Source records
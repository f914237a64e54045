use std::{fmt, str::FromStr};

use serde::{Deserialize, Deserializer, Serialize, Serializer};
use sha3::{Digest, Keccak256};

use crate::error::AddressError;

/// A 20-byte EVM account or contract address.
///
/// Parsing is case-insensitive and `Display` renders lowercase hex, which is
/// also how subgraphs key their entities. Use [`Address::to_checksum`] for
/// user-facing rendering.
#[derive(Clone, Copy, PartialEq, Eq, Hash, PartialOrd, Ord, Default)]
pub struct Address([u8; 20]);

impl Address {
    pub const ZERO: Address = Address([0; 20]);

    pub const fn new(bytes: [u8; 20]) -> Self {
        Self(bytes)
    }

    pub fn as_bytes(&self) -> &[u8; 20] {
        &self.0
    }

    pub fn is_zero(&self) -> bool {
        self.0 == [0; 20]
    }

    /// Lowercase `0x`-prefixed hex.
    pub fn to_hex(&self) -> String {
        format!("0x{}", hex::encode(self.0))
    }

    /// EIP-55 mixed-case checksum encoding.
    pub fn to_checksum(&self) -> String {
        let lower = hex::encode(self.0);
        let hash = Keccak256::digest(lower.as_bytes());
        let mut out = String::with_capacity(42);
        out.push_str("0x");
        for (i, c) in lower.chars().enumerate() {
            let nibble = (hash[i / 2] >> (if i % 2 == 0 { 4 } else { 0 })) & 0x0f;
            if c.is_ascii_alphabetic() && nibble >= 8 {
                out.push(c.to_ascii_uppercase());
            } else {
                out.push(c);
            }
        }
        out
    }

    /// `0x1234...abcd` form for compact UI.
    pub fn short(&self) -> String {
        let full = self.to_checksum();
        format!("{}...{}", &full[..6], &full[full.len() - 4..])
    }
}

impl FromStr for Address {
    type Err = AddressError;

    fn from_str(s: &str) -> Result<Self, Self::Err> {
        let s = s.trim();
        let body = s
            .strip_prefix("0x")
            .or_else(|| s.strip_prefix("0X"))
            .ok_or(AddressError::MissingPrefix)?;
        if body.len() != 40 {
            return Err(AddressError::InvalidLength(body.len() / 2));
        }
        let mut bytes = [0u8; 20];
        hex::decode_to_slice(body, &mut bytes).map_err(|_| AddressError::InvalidHex)?;
        Ok(Self(bytes))
    }
}

impl fmt::Display for Address {
    fn fmt(&self, f: &mut fmt::Formatter<'_>) -> fmt::Result {
        f.write_str(&self.to_hex())
    }
}

impl fmt::Debug for Address {
    fn fmt(&self, f: &mut fmt::Formatter<'_>) -> fmt::Result {
        write!(f, "Address({})", self.to_hex())
    }
}

impl Serialize for Address {
    fn serialize<S: Serializer>(&self, serializer: S) -> Result<S::Ok, S::Error> {
        serializer.serialize_str(&self.to_hex())
    }
}

impl<'de> Deserialize<'de> for Address {
    fn deserialize<D: Deserializer<'de>>(deserializer: D) -> Result<Self, D::Error> {
        let s = String::deserialize(deserializer)?;
        s.parse().map_err(serde::de::Error::custom)
    }
}
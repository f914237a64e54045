#![allow(non_snake_case)]

mod components;
mod ethereum;
mod hooks;
mod pages;
mod route;
mod storage;

use std::rc::Rc;

use dioxus::prelude::*;
use gm_api::prelude::*;
use route::Route;

use crate::{ethereum::InjectedProvider, storage::LocalStore};

pub type AppWallet = WalletController<InjectedProvider, LocalStore, Rc<JsonRpcClient>>;

fn main() {
    #[cfg(feature = "web")]
    {
        tracing_wasm::set_as_global_default();
        dioxus::launch(App);
    }

    #[cfg(feature = "desktop")]
    {
        dioxus::launch(App);
    }
}

/// Read-side clients shared by every page.
#[derive(Clone)]
pub struct Services {
    pub config: Config,
    pub aggregator: Rc<Aggregator<GraphqlSource>>,
    pub referrals: ReferralService,
    pub rpc: Rc<JsonRpcClient>,
}

impl Services {
    fn new(config: Config) -> Self {
        let client = http_client(&config);
        Self {
            aggregator: Rc::new(
                Aggregator::new(GraphqlSource::new(client.clone()))
                    .ranking_page_size(config.ranking_page_size),
            ),
            referrals: ReferralService::from_config(client.clone(), &config),
            rpc: Rc::new(JsonRpcClient::new(client)),
            config,
        }
    }
}

#[component]
fn App() -> Element {
    let store = use_hook(LocalStore::default);
    let services = use_context_provider(|| Services::new(Config::default()));

    let wallet_store = store.clone();
    let rpc = services.rpc.clone();
    use_context_provider(move || {
        Rc::new(AppWallet::new(InjectedProvider::detect(), wallet_store, rpc))
    });
    use_context_provider(|| Signal::new(WalletConnectionState::default()));
    use_context_provider(|| Signal::new(Preferences::load(&store)));
    use_context_provider(move || store);

    hooks::use_wallet_session();

    rsx! {
        Router::<Route> {}
    }
}
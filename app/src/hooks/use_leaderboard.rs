use dioxus::prelude::*;
use gm_api::prelude::*;

use crate::Services;

#[derive(Clone, Default)]
pub struct LeaderboardState {
    pub entries: Vec<LeaderboardEntry>,
    pub loading: bool,
}

pub fn use_leaderboard() -> Signal<LeaderboardState> {
    let services = use_context::<Services>();
    let mut state = use_signal(|| LeaderboardState {
        loading: true,
        ..LeaderboardState::default()
    });

    let _resource = use_resource(move || {
        let aggregator = services.aggregator.clone();
        let limit = services.config.leaderboard_size;
        async move {
            let entries = aggregator.top_leaderboard_all_chains(limit).await;
            let mut s = state.write();
            s.entries = entries;
            s.loading = false;
        }
    });

    state
}
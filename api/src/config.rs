use std::{str::FromStr, time::Duration};

/// Referral subgraph (Base only).
pub const REFERRAL_SUBGRAPH_URL: &str =
    "https://api.studio.thegraph.com/query/106565/gm-referrals/version/latest";

/// Rows shown on the leaderboard page.
pub const LEADERBOARD_SIZE: usize = 10;

/// Navigators fetched per chain when computing a global rank.
pub const RANKING_PAGE_SIZE: usize = 1000;

pub const REQUEST_TIMEOUT: Duration = Duration::from_secs(15);

#[derive(Clone, Debug, PartialEq, Eq)]
pub struct Config {
    pub referral_subgraph_url: String,
    pub leaderboard_size: usize,
    pub ranking_page_size: usize,
    pub request_timeout: Duration,
}

impl Default for Config {
    fn default() -> Self {
        Self {
            referral_subgraph_url: REFERRAL_SUBGRAPH_URL.to_string(),
            leaderboard_size: LEADERBOARD_SIZE,
            ranking_page_size: RANKING_PAGE_SIZE,
            request_timeout: REQUEST_TIMEOUT,
        }
    }
}

impl Config {
    /// Defaults, overridden by `GM_REFERRAL_SUBGRAPH`, `GM_LEADERBOARD_SIZE`
    /// and `GM_RANKING_PAGE_SIZE` when set. Unparseable values are ignored.
    pub fn from_env() -> Self {
        Self::from_lookup(|key| std::env::var(key).ok())
    }

    fn from_lookup(lookup: impl Fn(&str) -> Option<String>) -> Self {
        let mut config = Self::default();
        if let Some(url) = lookup("GM_REFERRAL_SUBGRAPH").filter(|u| !u.is_empty()) {
            config.referral_subgraph_url = url;
        }
        if let Some(size) = parse_var(&lookup, "GM_LEADERBOARD_SIZE") {
            config.leaderboard_size = size;
        }
        if let Some(size) = parse_var(&lookup, "GM_RANKING_PAGE_SIZE") {
            config.ranking_page_size = size;
        }
        config
    }
}

fn parse_var<T: FromStr>(lookup: &impl Fn(&str) -> Option<String>, key: &str) -> Option<T> {
    let raw = lookup(key)?;
    match raw.parse() {
        Ok(value) => Some(value),
        Err(_) => {
            tracing::warn!(key, value = %raw, "ignoring unparseable config value");
            None
        }
    }
}
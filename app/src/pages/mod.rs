mod checkin;
mod leaderboard;
mod referrals;
mod stats;

pub use checkin::Checkin;
pub use leaderboard::Leaderboard;
pub use referrals::Referrals;
pub use stats::Stats;
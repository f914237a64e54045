pub mod address;
pub mod chains;
pub mod config;
pub mod contracts;
pub mod error;
pub mod provider;
pub mod referral;
pub mod rpc;
pub mod state;
pub mod storage;
pub mod subgraph;
pub mod wallet;

#[cfg(test)]
pub(crate) mod mock;

pub mod prelude {
    pub use crate::address::*;
    pub use crate::chains::{self, AddChainParams, ChainConfig, ChainId};
    pub use crate::config::*;
    pub use crate::contracts::*;
    pub use crate::error::*;
    pub use crate::provider::*;
    pub use crate::referral::*;
    pub use crate::rpc::*;
    pub use crate::state::*;
    pub use crate::storage::*;
    pub use crate::subgraph::{
        settle_all, Aggregator, ChainOutcome, GraphqlSource, StatsSource,
    };
    pub use crate::wallet::*;
}
impl<P, S, R> WalletController<P, S, R>
where
    P: WalletProvider,
    S: KeyValueStore,
    R: ReferralReader,
{
    /// `provider` is `None` when no wallet extension is injected.
    pub fn new(provider: Option<P>, store: S, referrals: R) -> Self {
        Self {
            provider,
            store,
            referrals,
            state: RefCell::new(WalletConnectionState::default()),
            attempt: Cell::new(0),
        }
    }

    pub fn snapshot(&self) -> WalletConnectionState {
        self.state.borrow().clone()
    }

    pub fn provider(&self) -> Option<&P> {
        self.provider.as_ref()
    }

    pub fn has_provider(&self) -> bool {
        self.provider.is_some()
    }

    /// User-initiated connect. Fails with [`WalletError::ConnectInFlight`]
    /// without touching state when another attempt is still running.
    pub async fn connect(&self) -> Result<Address, WalletError> {
        if self.state.borrow().loading {
            return Err(WalletError::ConnectInFlight);
        }
        self.run_connect().await
    }

    /// Connect that supersedes whatever attempt is in flight. Used for wallet
    /// events and after a network switch.
    async fn reconnect(&self) -> Result<Address, WalletError> {
        self.run_connect().await
    }

    async fn run_connect(&self) -> Result<Address, WalletError> {
        let attempt = self.attempt.get() + 1;
        self.attempt.set(attempt);
        {
            let mut state = self.state.borrow_mut();
            state.loading = true;
            state.error = None;
        }

        let outcome = self.establish().await;

        if self.attempt.get() != attempt {
            tracing::debug!(attempt, "discarding superseded connect attempt");
            return Err(WalletError::Superseded);
        }

        match outcome {
            Ok((address, chain_id)) => {
                self.apply_session(address, chain_id);
                tracing::info!(%address, chain_id, "wallet connected");
                Ok(address)
            }
            Err(err) => {
                tracing::error!("wallet connection failed: {}", err);
                let lost_session = matches!(err, WalletError::NoAccounts | WalletError::NoProvider);
                if lost_session {
                    self.clear_persisted();
                }
                let mut state = self.state.borrow_mut();
                if lost_session {
                    *state = WalletConnectionState::default();
                }
                state.loading = false;
                state.error = Some(err.to_string());
                Err(err)
            }
        }
    }

    async fn establish(&self) -> Result<(Address, u64), WalletError> {
        let provider = self.provider.as_ref().ok_or(WalletError::NoProvider)?;

        let mut accounts = provider.get_accounts().await?;
        if accounts.is_empty() {
            accounts = provider.request_accounts().await.map_err(|e| match e.code {
                USER_REJECTED_CODE => WalletError::NoAccounts,
                _ => WalletError::Provider(e),
            })?;
        }

        let raw = accounts.into_iter().next().ok_or(WalletError::NoAccounts)?;
        let address = raw
            .parse::<Address>()
            .map_err(|_| WalletError::InvalidAddress(raw.clone()))?;
        let chain_id = provider.chain_id().await?;
        Ok((address, chain_id))
    }

    fn apply_session(&self, address: Address, chain_id: u64) {
        {
            let mut state = self.state.borrow_mut();
            let same_session = state.address == Some(address) && state.chain_id == Some(chain_id);
            state.connected = true;
            state.address = Some(address);
            state.chain_id = Some(chain_id);
            state.contracts = BoundContracts::for_chain(chain_id);
            state.loading = false;
            state.error = None;
            if !same_session {
                state.referral = ReferralStatus {
                    on_referral_chain: chains::is_referral_chain(chain_id),
                    ..ReferralStatus::default()
                };
            }
        }
        self.store.set(keys::WALLET_CONNECTED, "true");
        self.store.set(keys::WALLET_ADDRESS, &address.to_hex());
    }

    fn clear_persisted(&self) {
        self.store.remove(keys::WALLET_CONNECTED);
        self.store.remove(keys::WALLET_ADDRESS);
    }

    /// Drops the session and the persisted flags. Wallet-side authorization
    /// cannot be revoked from here and is left alone.
    pub fn disconnect(&self) {
        self.attempt.set(self.attempt.get() + 1);
        *self.state.borrow_mut() = WalletConnectionState::default();
        self.clear_persisted();
        tracing::info!("wallet disconnected");
    }

    /// Silently re-establishes a persisted session on startup, as long as the
    /// wallet still authorizes the stored address. Never prompts.
    pub async fn restore(&self) -> Result<Option<Address>, WalletError> {
        if self.store.get(keys::WALLET_CONNECTED).as_deref() != Some("true") {
            return Ok(None);
        }
        let Some(provider) = self.provider.as_ref() else {
            self.clear_persisted();
            return Ok(None);
        };

        let stored = self
            .store
            .get(keys::WALLET_ADDRESS)
            .and_then(|raw| raw.parse::<Address>().ok());
        let authorized = provider.get_accounts().await?;
        let still_authorized = stored.is_some_and(|stored| {
            authorized
                .iter()
                .filter_map(|raw| raw.parse::<Address>().ok())
                .any(|a| a == stored)
        });

        if !still_authorized {
            tracing::info!("persisted wallet session is no longer authorized");
            self.clear_persisted();
            return Ok(None);
        }

        self.connect().await.map(Some)
    }

    /// Moves the wallet to `target`, adding the chain to the wallet first if it
    /// does not know it, then reconnects so every chain-bound handle and the
    /// referral sub-state are rebuilt.
    pub async fn switch_network(&self, target: u64) -> Result<(), WalletError> {
        let chain = chains::find(target)
            .filter(|c| c.enabled)
            .ok_or(WalletError::UnsupportedChain(target))?;

        {
            let state = self.state.borrow();
            if state.connected && !state.loading && state.chain_id == Some(target) {
                return Ok(());
            }
        }

        let provider = self.provider.as_ref().ok_or(WalletError::NoProvider)?;
        let attempt = self.attempt.get();
        let switched = request_switch(provider, chain).await;
        if self.attempt.get() != attempt {
            tracing::debug!(target, "network switch superseded");
            return Err(WalletError::Superseded);
        }
        if let Err(err) = switched {
            tracing::error!(target, "network switch failed: {}", err);
            self.state.borrow_mut().error = Some(err.to_string());
            return Err(err);
        }

        self.reconnect().await.map(|_| ())
    }

    /// Reacts to `accountsChanged` / `chainChanged`.
    pub async fn handle_event(&self, event: WalletEvent) -> Result<(), WalletError> {
        match event {
            WalletEvent::AccountsChanged(accounts) => {
                let Some(first) = accounts.first() else {
                    self.disconnect();
                    return Ok(());
                };
                let next = first.parse::<Address>().ok();
                let (current, loading) = {
                    let state = self.state.borrow();
                    (state.address, state.loading)
                };
                if next.is_some() && next == current && !loading {
                    return Ok(());
                }
                self.reconnect().await.map(|_| ())
            }
            WalletEvent::ChainChanged(chain_id) => {
                let (connected, loading) = {
                    let state = self.state.borrow();
                    (state.connected, state.loading)
                };
                if !connected && !loading {
                    return Ok(());
                }
                tracing::debug!(chain_id, "wallet chain changed");
                self.reconnect().await.map(|_| ())
            }
        }
    }

    /// Recomputes the referral sub-state for the current session. Lookup
    /// failures leave the referrer fields empty; a result for a session that
    /// changed meanwhile is dropped.
    pub async fn refresh_referral(&self) -> ReferralStatus {
        let (address, chain_id) = {
            let state = self.state.borrow();
            match (state.connected, state.address, state.chain_id) {
                (true, Some(address), Some(chain_id)) => (address, chain_id),
                _ => return ReferralStatus::default(),
            }
        };

        let status = if chains::is_referral_chain(chain_id) {
            match self.referrals.referrer_of(chains::referral_chain(), address).await {
                Ok(referrer) => ReferralStatus {
                    on_referral_chain: true,
                    has_referrer: referrer.is_some(),
                    referrer,
                },
                Err(e) => {
                    tracing::warn!(%address, "referral lookup failed: {}", e);
                    ReferralStatus {
                        on_referral_chain: true,
                        ..ReferralStatus::default()
                    }
                }
            }
        } else {
            ReferralStatus::default()
        };

        let mut state = self.state.borrow_mut();
        if state.connected && state.address == Some(address) && state.chain_id == Some(chain_id) {
            state.referral = status;
        }
        status
    }

    /// Submits today's check-in on the active chain. Returns the tx hash.
    pub async fn checkin(&self, fee: u128) -> Result<String, WalletError> {
        let (from, contract) = {
            let state = self.state.borrow();
            let from = state.address.ok_or(WalletError::NotConnected)?;
            let chain_id = state.chain_id.unwrap_or_default();
            let contract = state
                .contracts
                .checkin
                .ok_or(WalletError::UnsupportedChain(chain_id))?;
            (from, contract)
        };
        let provider = self.provider.as_ref().ok_or(WalletError::NoProvider)?;
        let hash = provider.send_transaction(&contract.checkin_tx(from, fee)).await?;
        tracing::info!(%from, chain_id = contract.0.chain_id, %hash, "check-in submitted");
        Ok(hash)
    }

    /// Registers `referrer` for the connected address. Referral chain only.
    pub async fn register_referral(&self, referrer: Address) -> Result<String, WalletError> {
        let (from, contract) = {
            let state = self.state.borrow();
            let from = state.address.ok_or(WalletError::NotConnected)?;
            let chain_id = state.chain_id.unwrap_or_default();
            let contract = state
                .contracts
                .referral
                .ok_or(WalletError::UnsupportedChain(chain_id))?;
            (from, contract)
        };
        let provider = self.provider.as_ref().ok_or(WalletError::NoProvider)?;
        let hash = provider
            .send_transaction(&contract.register_tx(from, referrer))
            .await?;
        tracing::info!(%from, %referrer, %hash, "referral registration submitted");
        Ok(hash)
    }
}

> [ACTIVITY]:
Reproduce exactly every line that sits between the start of the entries and the line bearing "hex, which is", counting both of those lines.

> [RESULT OF THIS TASK]:
repository f914237a64e54045
use std::{fmt, str::FromStr};

use serde::{Deserialize, Deserializer, Serialize, Serializer};
use sha3::{Digest, Keccak256};

use crate::error::AddressError;

/// A 20-byte EVM account or contract address.
///
/// Parsing is case-insensitive and `Display` renders lowercase hex, which is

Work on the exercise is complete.